Falcon Ridge deluge

Falcon Ridge Folk Festival panorama

While I didn’t make it to the Falcon Ridge Folk Festival, in Hillsdale, N.Y. this season, I had several friends who did. I’m sure the other days on the site provided plenty of good times and great music. But Sunday’s show was marred by a storm, as reported by my friend Ken Dixon, a columnist for The Connecticut Post:

“It took a one-day trip to the Falcon Ridge Folk Festival in Hillsdale, N.Y. – and hail stones as big as wine corks – yesterday to finally clean my toes that were dirtied a whole week earlier stomping the fields at the new Grey Fox Bluegrass Festival location in Oak Hill, a couple dozen miles south of Albany.

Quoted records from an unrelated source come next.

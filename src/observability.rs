//! Request outcome reporting.
//!
//! [`MatrixService`](crate::service::MatrixService) reports every request to an optional
//! [`MatrixObserver`]. Failures carry a [`Severity`], and those at or above the configured
//! threshold are also raised through [`MatrixObserver::on_alert`]. The bundled observers write
//! one `key=value` line per event.

use std::fmt;
use std::fs::OpenOptions;
use std::io::Write;
use std::path::{Path, PathBuf};
use std::sync::{Arc, Mutex};
use std::time::{SystemTime, UNIX_EPOCH};

use crate::error::{MatrixError, MatrixViolation};
use crate::service::Operation;
use crate::types::Grid;

/// Severity classification used for observer callbacks and alerting thresholds.
#[derive(Debug, Clone, Copy, PartialEq, Eq, PartialOrd, Ord)]
pub enum Severity {
    /// Informational event.
    Info,
    /// Client-side input problem.
    Warning,
    /// Request failed on well-formed input.
    Error,
    /// Infrastructure failure, typically I/O.
    Critical,
}

impl Severity {
    pub fn as_str(self) -> &'static str {
        match self {
            Self::Info => "info",
            Self::Warning => "warning",
            Self::Error => "error",
            Self::Critical => "critical",
        }
    }
}

/// Context about one service request.
#[derive(Debug, Clone)]
pub struct ObservationContext {
    /// Operation requested.
    pub operation: Operation,
    /// Content type as declared by the caller.
    pub content_type: Option<String>,
    /// Size of the submitted body (0 when absent).
    pub input_bytes: usize,
}

/// Shape of the grid a successful request operated on.
#[derive(Debug, Clone, Copy, PartialEq, Eq)]
pub struct GridStats {
    pub rows: usize,
    pub cols: usize,
}

impl GridStats {
    pub fn of(grid: &Grid) -> Self {
        Self {
            rows: grid.row_count(),
            cols: grid.col_count(),
        }
    }
}

/// Observer interface for request outcomes.
///
/// Implementors can record metrics, logs, or trigger alerts.
pub trait MatrixObserver: Send + Sync {
    /// Called when a request succeeds.
    fn on_success(&self, _ctx: &ObservationContext, _stats: GridStats) {}

    /// Called when a request fails.
    fn on_failure(&self, _ctx: &ObservationContext, _severity: Severity, _error: &MatrixError) {}

    /// Called when a failure meets the alert threshold.
    ///
    /// Default behavior forwards to [`Self::on_failure`].
    fn on_alert(&self, ctx: &ObservationContext, severity: Severity, error: &MatrixError) {
        self.on_failure(ctx, severity, error)
    }
}

/// An observer that fans out callbacks to a list of observers.
#[derive(Default)]
pub struct CompositeObserver {
    observers: Vec<Arc<dyn MatrixObserver>>,
}

impl CompositeObserver {
    pub fn new(observers: Vec<Arc<dyn MatrixObserver>>) -> Self {
        Self { observers }
    }
}

impl fmt::Debug for CompositeObserver {
    fn fmt(&self, f: &mut fmt::Formatter<'_>) -> fmt::Result {
        f.debug_struct("CompositeObserver")
            .field("observers_len", &self.observers.len())
            .finish()
    }
}

impl MatrixObserver for CompositeObserver {
    fn on_success(&self, ctx: &ObservationContext, stats: GridStats) {
        for o in &self.observers {
            o.on_success(ctx, stats);
        }
    }

    fn on_failure(&self, ctx: &ObservationContext, severity: Severity, error: &MatrixError) {
        for o in &self.observers {
            o.on_failure(ctx, severity, error);
        }
    }

    fn on_alert(&self, ctx: &ObservationContext, severity: Severity, error: &MatrixError) {
        for o in &self.observers {
            o.on_alert(ctx, severity, error);
        }
    }
}

/// Logs request events to stderr, one line each.
#[derive(Debug, Default)]
pub struct StdErrObserver;

impl MatrixObserver for StdErrObserver {
    fn on_success(&self, ctx: &ObservationContext, stats: GridStats) {
        eprintln!("[csv-matrix] {}", event_line(ctx, Event::Ok(stats)));
    }

    fn on_failure(&self, ctx: &ObservationContext, severity: Severity, error: &MatrixError) {
        eprintln!("[csv-matrix] {}", event_line(ctx, Event::Failed(severity, error)));
    }

    fn on_alert(&self, ctx: &ObservationContext, severity: Severity, error: &MatrixError) {
        eprintln!("[csv-matrix] {}", event_line(ctx, Event::Alert(severity, error)));
    }
}

/// Appends request events to a local log file, prefixed with a unix timestamp.
#[derive(Debug)]
pub struct FileObserver {
    path: PathBuf,
    lock: Mutex<()>,
}

impl FileObserver {
    /// Writes are best-effort; failures to open or write the log file are ignored.
    pub fn new(path: impl AsRef<Path>) -> Self {
        Self {
            path: path.as_ref().to_path_buf(),
            lock: Mutex::new(()),
        }
    }

    fn append(&self, ctx: &ObservationContext, event: Event<'_>) {
        let line = format!("ts={} {}", unix_ts(), event_line(ctx, event));
        let _guard = self.lock.lock().ok();
        if let Ok(mut f) = OpenOptions::new().create(true).append(true).open(&self.path) {
            let _ = writeln!(f, "{line}");
        }
    }
}

impl MatrixObserver for FileObserver {
    fn on_success(&self, ctx: &ObservationContext, stats: GridStats) {
        self.append(ctx, Event::Ok(stats));
    }

    fn on_failure(&self, ctx: &ObservationContext, severity: Severity, error: &MatrixError) {
        self.append(ctx, Event::Failed(severity, error));
    }

    fn on_alert(&self, ctx: &ObservationContext, severity: Severity, error: &MatrixError) {
        self.append(ctx, Event::Alert(severity, error));
    }
}

#[derive(Debug, Clone, Copy)]
enum Event<'a> {
    Ok(GridStats),
    Failed(Severity, &'a MatrixError),
    Alert(Severity, &'a MatrixError),
}

/// `op=.. status=.. content_type=.. bytes=..` followed by the outcome fields.
fn event_line(ctx: &ObservationContext, event: Event<'_>) -> String {
    let status = match event {
        Event::Ok(_) => "ok",
        Event::Failed(..) => "failed",
        Event::Alert(..) => "alert",
    };
    let mut line = format!(
        "op={} status={status} content_type={} bytes={}",
        ctx.operation,
        ctx.content_type.as_deref().unwrap_or("-"),
        ctx.input_bytes
    );
    match event {
        Event::Ok(stats) => line.push_str(&format!(" rows={} cols={}", stats.rows, stats.cols)),
        Event::Failed(severity, error) | Event::Alert(severity, error) => {
            line.push_str(&format!(
                " severity={} class={:?} kind={:?}",
                severity.as_str(),
                error.class(),
                error.kind()
            ));
            let violation = error.violation();
            if let Some(row) = violation.and_then(MatrixViolation::row) {
                line.push_str(&format!(" row={row}"));
            }
            if let Some(column) = violation.and_then(MatrixViolation::column) {
                line.push_str(&format!(" column={column}"));
            }
            line.push_str(&format!(" err={:?}", error.to_string()));
        }
    }
    line
}

fn unix_ts() -> u64 {
    SystemTime::now()
        .duration_since(UNIX_EPOCH)
        .unwrap_or_default()
        .as_secs()
}

#[cfg(test)]
mod tests {
    use super::*;

    fn ctx() -> ObservationContext {
        ObservationContext {
            operation: Operation::Flatten,
            content_type: Some("text/csv".to_string()),
            input_bytes: 3,
        }
    }

    #[test]
    fn event_line_names_outcome_and_location() {
        let ok = event_line(&ctx(), Event::Ok(GridStats { rows: 1, cols: 2 }));
        assert_eq!(ok, "op=flatten status=ok content_type=text/csv bytes=3 rows=1 cols=2");

        let err = MatrixError::from(MatrixViolation::InvalidInteger { row: 2, column: 1 });
        let failed = event_line(&ctx(), Event::Failed(Severity::Warning, &err));
        assert_eq!(
            failed,
            "op=flatten status=failed content_type=text/csv bytes=3 severity=warning \
             class=Client kind=InvalidMatrix row=2 column=1 \
             err=\"Invalid integer value at row 2, column 1\""
        );

        let mut bare = ctx();
        bare.content_type = None;
        let err = MatrixError::from(std::io::Error::other("gone"));
        let alert = event_line(&bare, Event::Alert(Severity::Critical, &err));
        assert!(alert.starts_with("op=flatten status=alert content_type=- bytes=3"));
        assert!(alert.contains("severity=critical class=Server kind=Io err="));
        assert!(!alert.contains("row="));
    }

    #[test]
    fn file_observer_appends_lines() {
        let name = format!("csv-matrix-observer-{}.log", std::process::id());
        let path = std::env::temp_dir().join(name);
        let _ = std::fs::remove_file(&path);

        let obs = FileObserver::new(&path);
        obs.on_success(&ctx(), GridStats { rows: 1, cols: 2 });
        let err = MatrixError::from(MatrixViolation::Empty);
        obs.on_failure(&ctx(), Severity::Warning, &err);

        let contents = std::fs::read_to_string(&path).unwrap();
        let lines: Vec<&str> = contents.lines().collect();
        assert_eq!(lines.len(), 2);
        assert!(lines.iter().all(|l| l.starts_with("ts=")));
        assert!(lines[0].ends_with("status=ok content_type=text/csv bytes=3 rows=1 cols=2"));
        assert!(lines[1].contains("status=failed"));
        assert!(lines[1].ends_with("err=\"File is null or empty\""));

        let _ = std::fs::remove_file(&path);
    }

    #[test]
    fn stderr_observer_accepts_every_event() {
        let err = MatrixError::from(MatrixViolation::Empty);
        StdErrObserver.on_success(&ctx(), GridStats { rows: 1, cols: 1 });
        StdErrObserver.on_failure(&ctx(), Severity::Warning, &err);
        StdErrObserver.on_alert(&ctx(), Severity::Warning, &err);
    }

    #[test]
    fn severity_orders_by_urgency() {
        assert!(Severity::Info < Severity::Warning);
        assert!(Severity::Warning < Severity::Error);
        assert!(Severity::Error < Severity::Critical);
    }
}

When we got to Falcon Ridge, just off Route 22, about 11 a.m. yesterday, people in the reception tent spoke of the downpours of the recent early morning, that left some thick muddy tire tracks and standing water that we skirted around as we headed to the Main Stage in search of our friends and relations who spent the weekend there.

They were enjoying the Gospel Wake Up Call and anticipating showers to figure in the afternoon’s weather plans. After listening to David Massengill in the Family Tent for a little while, I went back and caught Wild Asparagus perform a dependable set, including a square dance that sounded OK, even with the saxophone in attendance.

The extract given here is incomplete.